Whenever a line of the records below contains the word "SessionEndNotifier", copy that line.

[Extracted records]
=== Begin Enclosure ===

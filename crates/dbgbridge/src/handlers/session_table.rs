//! Debug phase of every session
//!
//! ```text
//! Connecting ──► Active ──► Paused ◄──► Stepping
//!      │            │          │            │
//!      └────────────┴────┬─────┴────────────┘
//!                        ▼
//!                      Ended
//! ```
//!
//! `Connecting` covers the start sequence (breakpoint replay) after `init`.
//! `Active` means running after the start sequence; `Stepping` means running
//! on behalf of a client continuation. `Ended` is terminal and is kept so a
//! late command can be told it addressed a stale session.

use std::collections::HashMap;
use std::fmt;

use dbgbridge_protocol::types::CallFrame;
use parking_lot::Mutex;
use tracing::{debug, trace};

use crate::error::{HandlerError, HandlerResult};
use crate::multiplexer::SessionId;

/// Debugger-level state of one session
#[derive(Debug, Clone, Copy, PartialEq, Eq)]
pub enum DebugPhase {
    /// `init` received, start sequence in progress
    Connecting,
    /// Running after the start sequence
    Active,
    /// Running a client-requested continuation
    Stepping,
    /// Stopped at a break
    Paused,
    /// Gone
    Ended,
}

impl DebugPhase {
    /// Whether `next` may follow `self`
    pub fn can_become(self, next: DebugPhase) -> bool {
        match (self, next) {
            (Self::Ended, _) => false,
            (_, Self::Ended) => true,
            (Self::Connecting, Self::Active)
            | (Self::Active | Self::Stepping, Self::Paused)
            | (Self::Paused, Self::Stepping) => true,
            _ => false,
        }
    }

    /// Whether the engine is executing code
    pub fn is_running(self) -> bool {
        matches!(self, Self::Active | Self::Stepping)
    }

    /// Whether the engine answers commands right away
    pub fn accepts_commands(self) -> bool {
        matches!(self, Self::Connecting | Self::Paused)
    }
}

impl fmt::Display for DebugPhase {
    fn fmt(&self, f: &mut fmt::Formatter<'_>) -> fmt::Result {
        let name = match self {
            Self::Connecting => "connecting",
            Self::Active => "running",
            Self::Stepping => "stepping",
            Self::Paused => "paused",
            Self::Ended => "ended",
        };
        f.write_str(name)
    }
}

#[derive(Debug)]
struct SessionState {
    phase: DebugPhase,
    frames: Vec<CallFrame>,
}

#[derive(Debug, Default)]
struct TableInner {
    sessions: HashMap<SessionId, SessionState>,
    primary: Option<SessionId>,
    focused: Option<SessionId>,
}

/// Phases, the primary session and the focused session
#[derive(Debug, Default)]
pub struct SessionTable {
    inner: Mutex<TableInner>,
}

impl SessionTable {
    /// Empty table
    pub fn new() -> Self {
        Self::default()
    }

    /// Record a started session. Returns `true` if it became the primary.
    pub fn register(&self, session_id: &SessionId) -> bool {
        let mut inner = self.inner.lock();
        inner.sessions.insert(
            session_id.clone(),
            SessionState {
                phase: DebugPhase::Connecting,
                frames: Vec::new(),
            },
        );
        if inner.primary.is_none() {
            inner.primary = Some(session_id.clone());
            debug!(session = %session_id, "primary session registered");
            true
        } else {
            false
        }
    }

    /// Current phase, `None` for sessions never registered
    pub fn phase(&self, session_id: &SessionId) -> Option<DebugPhase> {
        self.inner.lock().sessions.get(session_id).map(|s| s.phase)
    }

    /// Move a session to `next` and return the phase it left
    ///
    /// # Errors
    ///
    /// [`HandlerError::StaleSession`] for ended sessions,
    /// [`HandlerError::InvalidState`] for transitions the phase does not allow.
    pub fn transition(&self, session_id: &SessionId, next: DebugPhase) -> HandlerResult<DebugPhase> {
        let mut inner = self.inner.lock();
        let state = inner
            .sessions
            .get_mut(session_id)
            .ok_or_else(|| unknown(session_id))?;
        let previous = state.phase;
        if previous == DebugPhase::Ended {
            return Err(HandlerError::StaleSession {
                session_id: session_id.clone(),
            });
        }
        if !previous.can_become(next) {
            return Err(HandlerError::invalid_state(format!(
                "session {session_id} is {previous}, cannot become {next}"
            )));
        }
        trace!(session = %session_id, from = %previous, to = %next, "phase transition");
        state.phase = next;
        if next != DebugPhase::Paused {
            state.frames.clear();
        }
        Ok(previous)
    }

    /// Fail unless the session is stopped at a break
    ///
    /// # Errors
    ///
    /// [`HandlerError::StaleSession`] or [`HandlerError::InvalidState`].
    pub fn require_paused(&self, session_id: &SessionId) -> HandlerResult<()> {
        match self.phase(session_id) {
            Some(DebugPhase::Paused) => Ok(()),
            Some(DebugPhase::Ended) => Err(HandlerError::StaleSession {
                session_id: session_id.clone(),
            }),
            Some(phase) => Err(HandlerError::invalid_state(format!(
                "session {session_id} is {phase}, not paused"
            ))),
            None => Err(unknown(session_id)),
        }
    }

    /// Mark a session ended. Returns `true` if it was the primary and had not
    /// ended before.
    pub fn end(&self, session_id: &SessionId) -> bool {
        let mut inner = self.inner.lock();
        let ended_now = match inner.sessions.get_mut(session_id) {
            Some(state) if state.phase != DebugPhase::Ended => {
                state.phase = DebugPhase::Ended;
                state.frames.clear();
                true
            }
            _ => false,
        };
        if inner.focused.as_ref() == Some(session_id) {
            inner.focused = None;
        }
        ended_now && inner.primary.as_ref() == Some(session_id)
    }

    /// End every session. Returns `true` if the primary was still live.
    pub fn end_all(&self) -> bool {
        let mut inner = self.inner.lock();
        let primary_live = inner
            .primary
            .as_ref()
            .and_then(|id| inner.sessions.get(id))
            .is_some_and(|s| s.phase != DebugPhase::Ended);
        for state in inner.sessions.values_mut() {
            state.phase = DebugPhase::Ended;
            state.frames.clear();
        }
        inner.focused = None;
        primary_live
    }

    /// Make `session_id` the target of session-less commands
    pub fn focus(&self, session_id: &SessionId) {
        self.inner.lock().focused = Some(session_id.clone());
    }

    /// Session addressed by commands that do not name one: the focused
    /// session while it is live, otherwise the primary
    ///
    /// # Errors
    ///
    /// [`HandlerError::NoSession`] before any engine started,
    /// [`HandlerError::StaleSession`] if the primary has ended.
    pub fn target(&self) -> HandlerResult<SessionId> {
        let inner = self.inner.lock();
        let live = |id: &SessionId| {
            inner
                .sessions
                .get(id)
                .is_some_and(|s| s.phase != DebugPhase::Ended)
        };
        if let Some(focused) = inner.focused.as_ref()
            && live(focused)
        {
            return Ok(focused.clone());
        }
        match inner.primary.as_ref() {
            None => Err(HandlerError::NoSession),
            Some(primary) if live(primary) => Ok(primary.clone()),
            Some(primary) => Err(HandlerError::StaleSession {
                session_id: primary.clone(),
            }),
        }
    }

    /// Sessions whose phase satisfies `filter`
    pub fn sessions_where(&self, filter: impl Fn(DebugPhase) -> bool) -> Vec<SessionId> {
        self.inner
            .lock()
            .sessions
            .iter()
            .filter(|(_, s)| filter(s.phase))
            .map(|(id, _)| id.clone())
            .collect()
    }

    /// Cache the call frames of a paused session
    pub fn set_frames(&self, session_id: &SessionId, frames: Vec<CallFrame>) {
        if let Some(state) = self.inner.lock().sessions.get_mut(session_id)
            && state.phase == DebugPhase::Paused
        {
            state.frames = frames;
        }
    }

    /// Whether the last break of a still paused session reported a frame
    /// with this `callFrameId`
    pub fn has_frame(&self, session_id: &SessionId, call_frame_id: &str) -> bool {
        self.inner
            .lock()
            .sessions
            .get(session_id)
            .is_some_and(|s| s.frames.iter().any(|f| f.call_frame_id == call_frame_id))
    }
}

fn unknown(session_id: &SessionId) -> HandlerError {
    HandlerError::invalid_params(format!("Unknown session {session_id}"))
}

type EndCallback = Box<dyn FnOnce() + Send>;

enum NotifierState {
    Waiting(Vec<EndCallback>),
    Fired,
}

/// Fires registered callbacks once, when the primary session ends
pub struct SessionEndNotifier {
    state: Mutex<NotifierState>,
}

impl fmt::Debug for SessionEndNotifier {
    fn fmt(&self, f: &mut fmt::Formatter<'_>) -> fmt::Result {
        f.debug_struct("SessionEndNotifier")
            .field("fired", &self.has_fired())
            .finish()
    }
}

impl Default for SessionEndNotifier {
    fn default() -> Self {
        Self {
            state: Mutex::new(NotifierState::Waiting(Vec::new())),
        }
    }
}

impl SessionEndNotifier {
    /// Notifier that has not fired
    pub fn new() -> Self {
        Self::default()
    }

    /// Run `callback` when the primary session ends, or now if it already has
    pub fn register(&self, callback: impl FnOnce() + Send + 'static) {
        let mut state = self.state.lock();
        if let NotifierState::Waiting(callbacks) = &mut *state {
            callbacks.push(Box::new(callback));
            return;
        }
        drop(state);
        callback();
    }

    /// Fire all callbacks. Only the first call does anything.
    pub fn notify(&self) {
        let callbacks = {
            let mut state = self.state.lock();
            match std::mem::replace(&mut *state, NotifierState::Fired) {
                NotifierState::Waiting(callbacks) => callbacks,
                NotifierState::Fired => return,
            }
        };
        debug!(callbacks = callbacks.len(), "primary session ended");
        // outside the lock, a callback may register another one
        for callback in callbacks {
            callback();
        }
    }

    /// Whether [`SessionEndNotifier::notify`] has run
    pub fn has_fired(&self) -> bool {
        matches!(*self.state.lock(), NotifierState::Fired)
    }
}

=== End Enclosure ===

§ **Answer space**:
pub struct SessionEndNotifier {
impl fmt::Debug for SessionEndNotifier {
        f.debug_struct("SessionEndNotifier")
impl Default for SessionEndNotifier {
impl SessionEndNotifier {
    /// Whether [`SessionEndNotifier::notify`] has run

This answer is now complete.